§ WORK INSTRUCTION: How many lines of the data contain the string "DashMap"? Write the number and nothing more.

§ RECORDS SHOWN:
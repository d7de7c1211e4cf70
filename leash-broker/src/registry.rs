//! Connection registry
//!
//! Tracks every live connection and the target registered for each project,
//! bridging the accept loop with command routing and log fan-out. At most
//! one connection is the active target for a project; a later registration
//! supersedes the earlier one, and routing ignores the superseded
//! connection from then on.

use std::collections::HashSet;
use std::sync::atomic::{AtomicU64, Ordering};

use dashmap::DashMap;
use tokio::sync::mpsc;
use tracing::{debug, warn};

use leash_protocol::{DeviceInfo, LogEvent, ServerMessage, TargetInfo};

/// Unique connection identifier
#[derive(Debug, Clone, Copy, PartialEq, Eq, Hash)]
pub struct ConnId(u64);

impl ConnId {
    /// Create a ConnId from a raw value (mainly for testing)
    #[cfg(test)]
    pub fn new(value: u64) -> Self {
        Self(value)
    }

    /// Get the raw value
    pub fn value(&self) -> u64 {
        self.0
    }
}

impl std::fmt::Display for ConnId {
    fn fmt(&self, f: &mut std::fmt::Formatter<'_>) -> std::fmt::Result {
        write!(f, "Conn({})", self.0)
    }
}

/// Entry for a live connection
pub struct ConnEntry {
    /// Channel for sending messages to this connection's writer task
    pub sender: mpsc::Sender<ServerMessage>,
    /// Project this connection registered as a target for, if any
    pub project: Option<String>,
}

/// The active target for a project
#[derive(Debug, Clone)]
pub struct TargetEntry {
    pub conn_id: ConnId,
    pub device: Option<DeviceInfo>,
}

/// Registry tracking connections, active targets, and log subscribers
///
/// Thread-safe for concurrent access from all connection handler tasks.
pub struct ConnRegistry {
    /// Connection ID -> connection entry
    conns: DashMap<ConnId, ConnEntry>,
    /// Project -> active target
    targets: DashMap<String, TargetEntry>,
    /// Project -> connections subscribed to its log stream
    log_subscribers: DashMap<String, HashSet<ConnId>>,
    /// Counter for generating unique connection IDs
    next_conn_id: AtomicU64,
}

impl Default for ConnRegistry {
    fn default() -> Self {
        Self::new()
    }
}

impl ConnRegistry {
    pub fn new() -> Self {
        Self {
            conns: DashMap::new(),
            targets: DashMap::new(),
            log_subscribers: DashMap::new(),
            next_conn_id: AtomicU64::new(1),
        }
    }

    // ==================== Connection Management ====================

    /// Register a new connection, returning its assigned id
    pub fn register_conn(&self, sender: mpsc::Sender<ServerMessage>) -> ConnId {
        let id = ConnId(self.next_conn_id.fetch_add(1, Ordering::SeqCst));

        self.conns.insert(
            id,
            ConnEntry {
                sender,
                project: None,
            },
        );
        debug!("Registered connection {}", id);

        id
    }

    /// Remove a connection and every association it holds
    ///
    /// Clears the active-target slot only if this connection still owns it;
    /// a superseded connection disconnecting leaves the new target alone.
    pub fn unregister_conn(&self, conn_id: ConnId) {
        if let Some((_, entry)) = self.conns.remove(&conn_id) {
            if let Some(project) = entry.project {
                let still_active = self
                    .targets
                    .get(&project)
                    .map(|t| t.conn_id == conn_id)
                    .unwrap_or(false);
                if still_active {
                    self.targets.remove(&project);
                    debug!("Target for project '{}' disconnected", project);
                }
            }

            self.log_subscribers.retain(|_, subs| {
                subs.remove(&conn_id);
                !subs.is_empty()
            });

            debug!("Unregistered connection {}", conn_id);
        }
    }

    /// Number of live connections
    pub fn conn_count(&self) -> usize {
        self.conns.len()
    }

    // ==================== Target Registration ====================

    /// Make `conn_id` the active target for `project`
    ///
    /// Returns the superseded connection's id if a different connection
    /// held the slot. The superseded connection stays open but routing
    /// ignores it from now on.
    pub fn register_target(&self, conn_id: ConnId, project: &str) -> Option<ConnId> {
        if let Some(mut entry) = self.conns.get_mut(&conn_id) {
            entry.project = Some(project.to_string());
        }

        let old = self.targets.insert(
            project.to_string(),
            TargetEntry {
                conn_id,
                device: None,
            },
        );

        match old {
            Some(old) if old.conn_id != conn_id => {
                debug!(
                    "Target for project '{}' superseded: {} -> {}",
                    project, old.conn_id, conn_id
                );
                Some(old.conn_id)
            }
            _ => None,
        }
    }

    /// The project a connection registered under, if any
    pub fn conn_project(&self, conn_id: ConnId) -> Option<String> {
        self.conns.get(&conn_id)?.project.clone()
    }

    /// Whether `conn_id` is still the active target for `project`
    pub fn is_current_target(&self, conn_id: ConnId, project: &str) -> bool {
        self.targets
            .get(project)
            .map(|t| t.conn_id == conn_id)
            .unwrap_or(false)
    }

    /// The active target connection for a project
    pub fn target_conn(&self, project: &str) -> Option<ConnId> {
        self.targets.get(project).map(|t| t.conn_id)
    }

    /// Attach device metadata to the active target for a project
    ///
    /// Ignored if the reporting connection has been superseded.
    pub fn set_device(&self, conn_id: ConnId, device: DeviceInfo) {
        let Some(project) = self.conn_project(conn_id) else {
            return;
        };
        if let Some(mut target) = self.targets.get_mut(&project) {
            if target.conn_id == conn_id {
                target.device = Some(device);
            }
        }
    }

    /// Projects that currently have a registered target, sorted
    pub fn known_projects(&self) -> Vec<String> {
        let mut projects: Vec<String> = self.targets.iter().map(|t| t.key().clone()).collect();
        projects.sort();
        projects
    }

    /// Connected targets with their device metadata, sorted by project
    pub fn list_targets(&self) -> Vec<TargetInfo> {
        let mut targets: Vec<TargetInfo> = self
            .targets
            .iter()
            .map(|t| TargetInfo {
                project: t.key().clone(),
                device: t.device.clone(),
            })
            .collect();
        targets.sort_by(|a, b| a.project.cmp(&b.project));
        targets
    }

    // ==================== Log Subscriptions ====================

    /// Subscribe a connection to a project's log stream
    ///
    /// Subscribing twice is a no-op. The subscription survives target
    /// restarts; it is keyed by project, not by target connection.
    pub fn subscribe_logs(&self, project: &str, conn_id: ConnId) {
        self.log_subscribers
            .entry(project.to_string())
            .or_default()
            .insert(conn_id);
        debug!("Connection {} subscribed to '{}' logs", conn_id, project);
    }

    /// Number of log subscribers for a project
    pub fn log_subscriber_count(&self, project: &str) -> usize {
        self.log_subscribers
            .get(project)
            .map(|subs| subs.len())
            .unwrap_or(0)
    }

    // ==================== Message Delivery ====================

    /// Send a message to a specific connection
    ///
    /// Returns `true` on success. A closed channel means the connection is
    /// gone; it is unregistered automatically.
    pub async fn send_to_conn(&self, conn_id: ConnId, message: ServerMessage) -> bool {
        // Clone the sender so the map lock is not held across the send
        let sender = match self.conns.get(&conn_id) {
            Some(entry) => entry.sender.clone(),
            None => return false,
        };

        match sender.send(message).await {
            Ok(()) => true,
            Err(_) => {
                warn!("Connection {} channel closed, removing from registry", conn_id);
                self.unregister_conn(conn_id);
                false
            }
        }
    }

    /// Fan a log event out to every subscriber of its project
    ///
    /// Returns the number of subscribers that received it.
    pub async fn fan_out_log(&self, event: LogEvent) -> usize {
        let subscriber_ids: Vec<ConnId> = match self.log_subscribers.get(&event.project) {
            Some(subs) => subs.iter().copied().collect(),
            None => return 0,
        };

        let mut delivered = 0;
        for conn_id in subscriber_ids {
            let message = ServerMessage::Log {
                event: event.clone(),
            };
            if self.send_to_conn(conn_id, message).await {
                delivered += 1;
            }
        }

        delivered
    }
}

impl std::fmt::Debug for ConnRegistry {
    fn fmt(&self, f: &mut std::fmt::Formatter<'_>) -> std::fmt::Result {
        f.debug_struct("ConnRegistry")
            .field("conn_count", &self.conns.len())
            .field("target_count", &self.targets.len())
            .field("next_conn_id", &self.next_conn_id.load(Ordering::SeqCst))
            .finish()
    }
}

§ OUTPUT BELOW: 7